Contributed by Bob Chabot
Meet Infiniti's Variable Compression Ratio Engine

New VC-Turbo engine sets power, efficiency and emissions benchmarks

Infiniti Motor Company Ltd. unveiled its variable compression ratio four-cylinder 2.0L MR20 DDT gasoline engine (the VC-Turbo) at the September 2016 Paris Auto Show. The VC-Turbo's technology is potentially an industry game-changer, similar in impact to previous powertrain innovations such as liquid cooling, fuel injection, catalytic converters and turbocharging. In short, the new powerplant delivers the power of a larger, high-performance six-cylinder gasoline engine, with the torque and efficiency of an advanced diesel powertrain, but without the equivalent emissions (notably particulate matter and NOx). But there's much more to the story.

"Fixed compression ratio engines have been in existence throughout the 130-year history of the automobile," stated Infiniti President Roland Krueger. "Throughout this time, automotive engineers have believed and sought a breakthrough in internal combustion technology would come from mastering the variable compression ratio. While other manufacturers have taken on this challenge, Infiniti will be the first to bring the technology to market."

Infiniti's new turbocharged four-cylinder VC-Turbo engine claims the power of a six-cylinder gasoline engine with the fuel economy and torque of a diesel powerplant. (Images — Infiniti)
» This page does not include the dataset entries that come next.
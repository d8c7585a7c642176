//! Centralized `tracing` subscriber initialization (§7.1).
//!
//! Precedence for both level and format follows the reference
//! monorepo's `mill-config::logging`: `RUST_LOG` wins over everything
//! for filtering; `LOG_FORMAT` wins over the config file for the
//! writer layer. Always writes to stderr so stdout stays free for a
//! future LSP's JSON-RPC framing.

use crate::{AppConfig, LogFormat};
use tracing_subscriber::{fmt, layer::SubscriberExt, util::SubscriberInitExt, EnvFilter};

/// Initialize the global `tracing` subscriber exactly once. Calling
/// this more than once per process is a logic error in the caller,
/// not something this function guards against (matching `tracing`'s
/// own `set_global_default` semantics).
pub fn init(config: &AppConfig) {
    let level: tracing::Level = config.logging.level.parse().unwrap_or(tracing::Level::INFO);
    let env_filter = EnvFilter::from_default_env().add_directive(level.into());

    let format = std::env::var("LOG_FORMAT")
        .ok()
        .and_then(|f| match f.to_lowercase().as_str() {
            "json" => Some(LogFormat::Json),
            "pretty" | "human" => Some(LogFormat::Pretty),
            _ => None,
        })
        .unwrap_or(config.logging.format);

    match format {
        LogFormat::Json => {
            tracing_subscriber::registry()
                .with(env_filter)
                .with(fmt::layer().json().with_writer(std::io::stderr))
                .init();
        }
        LogFormat::Pretty => {
            tracing_subscriber::registry()
                .with(env_filter)
                .with(fmt::layer().pretty().with_writer(std::io::stderr))
                .init();
        }
    }
}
An Engine That Continuously Transforms According to Driver Behavior
Krueger explained the automaker has worked on this technology for more than 20 years. "The first major breakthrough was our invention of an advanced multi-link technology in 1998, which held the key to a true variable compression ratio. Since then, to refine and perfect the technology, Infiniti has tested and developed more than 100 engine prototypes, covered over two million miles of on-road testing and spent more than 30,000 hours on the test bed (the equivalent of an additional two million miles of road testing). This R&D has resulted in our multi-link system, which can seamlessly raise or lower the stroke of the pistons, detect and integrate the vehicle's driving condition and driver inputs, then instantly select the most suitable compression ratio."

Krueger cited R&D done with the Renault Sport Formula 1 team as being instrumental in accelerating the VC-Turbo's prototype testing during the latter stages of its development and refinement. One such instance revolved around the VC-Turbo engine's bearings. Infiniti engineers had identified small bearing vibration and noise that manifested at the highest engine speeds under certain operating conditions. To identify and isolate the root causes of this issue, the automaker relied on the race team's expertise in dynamic motion analysis in conditions of up to 20,000 rpm – far higher than any series-production engine.

The team's experience in movement behavior, and competence in bearing technology for Formula 1 applications provided valuable insight into addressing, resolving, testing and confirming the durability of the MR20 DDT engine under particularly challenging operating conditions. As a result of this collaboration, the VC-Turbo engine features nearly three times as many bearings and produces 33 percent less vibration and 44 percent less cylinder friction than that generated by a conventional gasoline 4-cylinder engine, allowing smoother and quieter operation.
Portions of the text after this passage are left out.